== Description of the task ==
Find the word "derive" in the records below. List each line containing it.

== Data for this task ==
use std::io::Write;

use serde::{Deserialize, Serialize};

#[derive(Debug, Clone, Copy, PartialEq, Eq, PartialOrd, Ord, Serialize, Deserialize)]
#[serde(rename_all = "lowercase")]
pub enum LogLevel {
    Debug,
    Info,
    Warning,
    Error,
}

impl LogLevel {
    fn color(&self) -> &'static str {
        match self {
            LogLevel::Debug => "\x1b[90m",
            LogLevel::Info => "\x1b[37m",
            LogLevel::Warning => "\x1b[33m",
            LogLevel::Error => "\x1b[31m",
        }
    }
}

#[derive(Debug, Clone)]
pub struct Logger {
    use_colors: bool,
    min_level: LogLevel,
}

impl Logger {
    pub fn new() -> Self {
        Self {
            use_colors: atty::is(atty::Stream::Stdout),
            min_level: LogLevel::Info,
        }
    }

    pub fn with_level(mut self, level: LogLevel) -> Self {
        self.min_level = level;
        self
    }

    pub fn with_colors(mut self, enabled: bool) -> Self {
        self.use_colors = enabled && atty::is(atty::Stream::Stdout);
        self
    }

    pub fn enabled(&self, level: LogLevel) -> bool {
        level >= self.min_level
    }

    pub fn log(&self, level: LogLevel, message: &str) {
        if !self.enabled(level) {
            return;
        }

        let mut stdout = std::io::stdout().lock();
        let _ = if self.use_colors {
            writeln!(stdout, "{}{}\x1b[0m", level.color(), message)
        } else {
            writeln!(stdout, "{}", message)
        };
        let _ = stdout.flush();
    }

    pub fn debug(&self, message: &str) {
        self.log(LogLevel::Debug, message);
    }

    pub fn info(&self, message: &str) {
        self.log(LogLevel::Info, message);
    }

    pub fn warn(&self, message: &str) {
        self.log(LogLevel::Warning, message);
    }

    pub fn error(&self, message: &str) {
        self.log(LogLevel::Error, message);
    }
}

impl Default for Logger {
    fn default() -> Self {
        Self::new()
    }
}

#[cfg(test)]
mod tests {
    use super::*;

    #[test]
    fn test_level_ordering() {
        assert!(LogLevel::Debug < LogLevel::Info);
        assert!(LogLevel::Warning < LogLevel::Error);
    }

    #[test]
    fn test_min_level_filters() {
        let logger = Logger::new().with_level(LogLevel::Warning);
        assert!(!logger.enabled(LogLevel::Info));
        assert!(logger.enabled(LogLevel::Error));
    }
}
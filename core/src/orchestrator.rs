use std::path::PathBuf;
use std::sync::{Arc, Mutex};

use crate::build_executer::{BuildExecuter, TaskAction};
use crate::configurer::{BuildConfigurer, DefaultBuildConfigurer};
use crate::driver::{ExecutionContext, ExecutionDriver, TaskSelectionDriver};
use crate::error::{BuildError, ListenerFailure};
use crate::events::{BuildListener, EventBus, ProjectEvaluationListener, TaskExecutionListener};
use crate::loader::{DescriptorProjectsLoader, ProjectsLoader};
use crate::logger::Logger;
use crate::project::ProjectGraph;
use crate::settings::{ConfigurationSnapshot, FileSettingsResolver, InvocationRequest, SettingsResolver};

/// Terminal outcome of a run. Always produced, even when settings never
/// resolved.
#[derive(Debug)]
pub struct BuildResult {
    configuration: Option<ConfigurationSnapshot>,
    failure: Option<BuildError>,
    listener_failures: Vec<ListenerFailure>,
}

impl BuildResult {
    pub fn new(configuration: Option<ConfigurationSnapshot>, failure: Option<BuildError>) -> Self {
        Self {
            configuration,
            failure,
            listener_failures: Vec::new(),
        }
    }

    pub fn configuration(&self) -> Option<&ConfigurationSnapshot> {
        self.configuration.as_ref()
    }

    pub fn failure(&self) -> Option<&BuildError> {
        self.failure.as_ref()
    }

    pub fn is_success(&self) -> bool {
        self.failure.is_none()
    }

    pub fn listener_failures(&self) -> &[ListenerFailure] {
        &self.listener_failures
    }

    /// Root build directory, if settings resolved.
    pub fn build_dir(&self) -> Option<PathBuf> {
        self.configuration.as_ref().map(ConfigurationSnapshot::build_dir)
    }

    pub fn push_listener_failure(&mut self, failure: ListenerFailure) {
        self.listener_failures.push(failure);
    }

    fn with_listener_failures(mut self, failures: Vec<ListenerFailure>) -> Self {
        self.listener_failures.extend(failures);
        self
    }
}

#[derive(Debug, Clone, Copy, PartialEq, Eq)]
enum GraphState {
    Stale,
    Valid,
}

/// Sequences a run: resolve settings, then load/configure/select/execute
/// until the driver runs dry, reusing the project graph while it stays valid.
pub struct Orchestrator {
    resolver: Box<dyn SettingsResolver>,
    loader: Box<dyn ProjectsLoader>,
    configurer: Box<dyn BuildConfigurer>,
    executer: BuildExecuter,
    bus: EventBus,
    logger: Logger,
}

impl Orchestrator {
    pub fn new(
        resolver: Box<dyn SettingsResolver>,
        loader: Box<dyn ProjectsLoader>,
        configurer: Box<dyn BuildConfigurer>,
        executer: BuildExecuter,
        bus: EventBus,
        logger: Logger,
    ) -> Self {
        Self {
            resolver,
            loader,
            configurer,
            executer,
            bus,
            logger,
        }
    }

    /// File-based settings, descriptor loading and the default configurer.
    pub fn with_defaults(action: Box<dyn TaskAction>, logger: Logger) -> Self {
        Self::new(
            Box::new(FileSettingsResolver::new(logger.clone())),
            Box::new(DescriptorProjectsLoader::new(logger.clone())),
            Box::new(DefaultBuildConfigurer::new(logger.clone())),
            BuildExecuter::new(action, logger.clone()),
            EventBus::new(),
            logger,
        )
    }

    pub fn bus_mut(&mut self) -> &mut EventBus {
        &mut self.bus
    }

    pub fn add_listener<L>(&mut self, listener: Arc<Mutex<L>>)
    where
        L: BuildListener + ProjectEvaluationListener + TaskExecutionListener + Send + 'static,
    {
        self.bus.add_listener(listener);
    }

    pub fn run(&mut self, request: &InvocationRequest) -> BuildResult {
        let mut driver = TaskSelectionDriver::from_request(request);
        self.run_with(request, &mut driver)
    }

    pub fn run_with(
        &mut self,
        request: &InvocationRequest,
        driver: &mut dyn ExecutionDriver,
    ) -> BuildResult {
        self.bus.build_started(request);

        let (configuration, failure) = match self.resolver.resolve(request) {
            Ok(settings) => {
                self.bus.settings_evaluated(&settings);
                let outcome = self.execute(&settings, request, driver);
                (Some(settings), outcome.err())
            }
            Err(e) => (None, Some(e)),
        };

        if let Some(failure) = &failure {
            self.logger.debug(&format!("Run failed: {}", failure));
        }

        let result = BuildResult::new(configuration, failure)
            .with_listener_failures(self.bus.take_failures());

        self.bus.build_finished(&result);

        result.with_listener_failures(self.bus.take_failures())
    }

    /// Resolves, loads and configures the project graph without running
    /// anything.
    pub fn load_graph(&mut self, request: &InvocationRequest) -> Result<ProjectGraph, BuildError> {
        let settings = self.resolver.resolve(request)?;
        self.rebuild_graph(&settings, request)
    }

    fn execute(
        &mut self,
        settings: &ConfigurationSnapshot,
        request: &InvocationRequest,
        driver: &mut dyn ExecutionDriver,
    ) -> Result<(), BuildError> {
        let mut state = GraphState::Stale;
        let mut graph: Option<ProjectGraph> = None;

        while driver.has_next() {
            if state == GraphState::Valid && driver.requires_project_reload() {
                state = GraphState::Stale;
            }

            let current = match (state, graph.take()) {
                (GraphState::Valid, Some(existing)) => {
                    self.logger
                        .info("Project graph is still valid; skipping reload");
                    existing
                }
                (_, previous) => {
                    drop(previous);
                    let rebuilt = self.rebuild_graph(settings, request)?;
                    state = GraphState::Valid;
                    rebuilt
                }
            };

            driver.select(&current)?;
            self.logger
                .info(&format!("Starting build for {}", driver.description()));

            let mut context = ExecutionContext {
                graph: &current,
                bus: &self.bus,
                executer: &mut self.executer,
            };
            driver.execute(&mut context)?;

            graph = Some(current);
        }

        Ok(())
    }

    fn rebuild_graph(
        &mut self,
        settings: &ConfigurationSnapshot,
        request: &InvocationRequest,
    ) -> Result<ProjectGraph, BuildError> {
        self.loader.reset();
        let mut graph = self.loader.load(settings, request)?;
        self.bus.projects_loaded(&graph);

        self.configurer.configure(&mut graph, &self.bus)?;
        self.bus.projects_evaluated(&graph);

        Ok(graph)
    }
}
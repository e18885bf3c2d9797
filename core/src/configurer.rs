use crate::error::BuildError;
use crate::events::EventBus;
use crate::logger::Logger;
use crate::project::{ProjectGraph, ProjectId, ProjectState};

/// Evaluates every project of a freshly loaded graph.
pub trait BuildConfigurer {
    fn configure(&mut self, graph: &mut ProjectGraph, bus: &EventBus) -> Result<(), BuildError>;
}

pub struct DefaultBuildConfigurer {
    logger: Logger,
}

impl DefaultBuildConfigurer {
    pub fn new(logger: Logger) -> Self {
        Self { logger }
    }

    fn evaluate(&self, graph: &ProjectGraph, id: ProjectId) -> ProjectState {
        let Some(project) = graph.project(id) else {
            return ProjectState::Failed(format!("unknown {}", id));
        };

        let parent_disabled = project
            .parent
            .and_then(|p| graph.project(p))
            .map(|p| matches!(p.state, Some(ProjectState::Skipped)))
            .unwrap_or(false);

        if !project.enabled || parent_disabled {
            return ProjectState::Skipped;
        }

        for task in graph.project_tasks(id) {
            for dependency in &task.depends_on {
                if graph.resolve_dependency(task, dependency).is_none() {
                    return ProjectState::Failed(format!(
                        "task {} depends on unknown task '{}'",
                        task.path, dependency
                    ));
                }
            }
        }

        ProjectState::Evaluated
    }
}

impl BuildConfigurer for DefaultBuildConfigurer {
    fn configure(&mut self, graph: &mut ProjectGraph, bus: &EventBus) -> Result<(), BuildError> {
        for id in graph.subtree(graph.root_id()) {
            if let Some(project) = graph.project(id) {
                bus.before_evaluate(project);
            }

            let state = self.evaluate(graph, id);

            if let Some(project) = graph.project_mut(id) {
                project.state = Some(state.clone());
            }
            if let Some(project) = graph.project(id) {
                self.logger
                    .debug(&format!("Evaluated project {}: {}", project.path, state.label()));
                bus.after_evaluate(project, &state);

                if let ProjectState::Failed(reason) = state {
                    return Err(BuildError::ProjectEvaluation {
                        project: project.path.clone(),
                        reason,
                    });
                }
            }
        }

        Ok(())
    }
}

== Task answer ==
#[derive(Debug, Clone, Copy, PartialEq, Eq, PartialOrd, Ord, Serialize, Deserialize)]
#[derive(Debug, Clone)]
#[derive(Debug)]
#[derive(Debug, Clone, Copy, PartialEq, Eq)]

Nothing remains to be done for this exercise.